The concept of the “African flâneur” is also relevant to transport planning. Rather than proving the merits of walkability or the ease of its application, this paper highlights the challenges of actually doing walkability. First by contemplating the varied definitions of walkability, the paper reveals an ambiguity between the literature that interprets it as a synonym for compactness or a substitute for traversability. Next, by considering how walkability has influenced, and been influenced by, urban development. I then apply the concept of walkability to Johannesburg by examining policies that promote compactness and infrastructure projects that enable traversability. While the municipality uses walkability as a synonym for livability and sustainability, without a clear focus on the pedestrian these concepts prove difficult to apply. This leads to a discussion of the shortcomings of Johannesburg’s planning to explain why walkability has failed to take root. This is not to dwell on the failures in Johannesburg, but rather to reflect on the limitations of the focus on walkability and the challenges that emerge in its application.
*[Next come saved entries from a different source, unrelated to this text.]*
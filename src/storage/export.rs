//! Readers for the three JSON exports.
//!
//! Each export is a single JSON document. Raw bytes are kept available so the
//! loader can fingerprint exactly what was parsed.

use std::cmp::Ordering;
use std::collections::BTreeMap;
use std::fs;
use std::marker::PhantomData;
use std::path::{Path, PathBuf};

use serde::de::DeserializeOwned;
use serde::Deserialize;
use tracing::debug;

use super::{StorageConfig, StorageError};
use crate::config::FilesConfig;
use crate::models::Decklist;

/// The exports making up a dataset.
#[derive(Debug, Clone, Copy, PartialEq, Eq)]
pub enum ExportKind {
    Results,
    Decklists,
    Analysis,
}

impl ExportKind {
    pub const ALL: [ExportKind; 3] = [
        ExportKind::Results,
        ExportKind::Decklists,
        ExportKind::Analysis,
    ];

    /// File name of this export, as configured.
    pub fn filename<'a>(&self, files: &'a FilesConfig) -> &'a str {
        match self {
            ExportKind::Results => &files.results,
            ExportKind::Decklists => &files.decklists,
            ExportKind::Analysis => &files.analysis,
        }
    }

    pub fn label(&self) -> &'static str {
        match self {
            ExportKind::Results => "results",
            ExportKind::Decklists => "decklists",
            ExportKind::Analysis => "analysis",
        }
    }
}

/// Reader for one JSON export document.
pub struct ExportReader<T> {
    path: PathBuf,
    _marker: PhantomData<T>,
}

impl<T: DeserializeOwned> ExportReader<T> {
    pub fn new(path: PathBuf) -> Self {
        Self {
            path,
            _marker: PhantomData,
        }
    }

    /// Create a reader for one export inside the data directory.
    pub fn for_export(config: &StorageConfig, kind: ExportKind) -> Self {
        Self::new(config.export_path(kind))
    }

    pub fn path(&self) -> &Path {
        &self.path
    }

    /// Check if the file exists.
    pub fn exists(&self) -> bool {
        self.path.exists()
    }

    /// Raw document bytes.
    pub fn read_bytes(&self) -> Result<Vec<u8>, StorageError> {
        if !self.path.exists() {
            return Err(StorageError::PathNotFound(self.path.clone()));
        }
        let bytes = fs::read(&self.path)?;
        debug!("Read {} bytes from {:?}", bytes.len(), self.path);
        Ok(bytes)
    }

    /// Parse bytes previously read from this export.
    pub fn parse(&self, bytes: &[u8]) -> Result<T, StorageError> {
        serde_json::from_slice(bytes).map_err(|source| StorageError::Parse {
            path: self.path.clone(),
            source,
        })
    }

    /// Read and parse the document.
    pub fn read(&self) -> Result<T, StorageError> {
        let bytes = self.read_bytes()?;
        self.parse(&bytes)
    }
}

/// The decklists export: normally a mapping with meaningless keys, an array
/// is accepted too.
#[derive(Debug, Deserialize)]
#[serde(untagged)]
pub enum DecklistDocument {
    Keyed(BTreeMap<String, Decklist>),
    List(Vec<Decklist>),
}

impl DecklistDocument {
    /// Decklists in a deterministic order. Arrays keep document order.
    /// Mappings list integer keys numerically, then any other keys in key
    /// order.
    pub fn into_decklists(self) -> Vec<Decklist> {
        match self {
            DecklistDocument::Keyed(map) => {
                let mut entries: Vec<(Option<u32>, String, Decklist)> = map
                    .into_iter()
                    .map(|(key, deck)| (index_key(&key), key, deck))
                    .collect();
                entries.sort_by(|a, b| match (a.0, b.0) {
                    (Some(x), Some(y)) => x.cmp(&y),
                    (Some(_), None) => Ordering::Less,
                    (None, Some(_)) => Ordering::Greater,
                    (None, None) => a.1.cmp(&b.1),
                });
                entries.into_iter().map(|(_, _, deck)| deck).collect()
            }
            DecklistDocument::List(list) => list,
        }
    }
}

/// A canonical non-negative integer key ("0", "7", "12"; not "07" or "+1").
fn index_key(key: &str) -> Option<u32> {
    let canonical = key == "0" || (!key.starts_with('0') && key.bytes().all(|b| b.is_ascii_digit()));
    if canonical && !key.is_empty() {
        key.parse().ok()
    } else {
        None
    }
}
This paper contributes to the field of urban studies by first providing an example of urban planning in an African/Global South city, and second attempting to decolonize transport planning by highlighting Johannesburg’s experiences. A decolonized approach to transport planning brings pedestrians and pedestrianization to the forefront. Rather than being seen as a marginal modality or a last-mile alternative, the logic of decolonizing turns walking into a primary mode of transport. Just as the settler-colonials subsumed economic, cultural and social life, they also created a hegemony of car-usage. Decolonizing therefore means also restoring power to pedestrians. This call to decolonize is particularly salient in South Africa, where transport has historically been used to control and divide cities. This study of walkability thus fits within ongoing efforts to remedy inequalities in transport, by elevating the role of pedestrians and calling for better infrastructure to support pedestrianization. In reflecting on the concept of walkability, I hope that city planners in Johannesburg (and beyond) will design and develop spaces that encourage and enhance walking for all.

Acknowledgments

This paper is the product of many years of research and I would like to thank those who have helped me refine and improve it. I am especially indebted to the delegates at the 2021 “Im/mobile Lives in Turbulent Times” conference whose remarks helped further the analysis. Any mistakes herein are all my own.

Disclosure statement

No potential conflict of interest was reported by the author(s).

Additional information

Notes on contributors

Astrid Wood

Astrid Wood is an Assistant Professor in the School of Geography, Politics and Sociology at Newcastle University in the United Kingdom. Dr. Wood is an urban geographer specializing in infrastructure, governance and transport. She is the author of How Cities Learn: Tracing Bus Rapid Transit in South Africa (2022) as well as over 30 peer-reviewed book chapters and journal articles on transport and urban studies.

Notes

1. In 2009, Johannesburg launched Rea Vaya as the first full-feature bus rapid transit (BRT) system in Africa. Originally from Bogota, BRT is a concept of high-quality bus-based transport that combines the quality of rail with the flexibility of buses. The introduction of Rea Vaya was accompanied by considerable investment in transport transformation across the city. (For lengthier discussion of BRT in Johannesburg see, Wood, Citation2014.)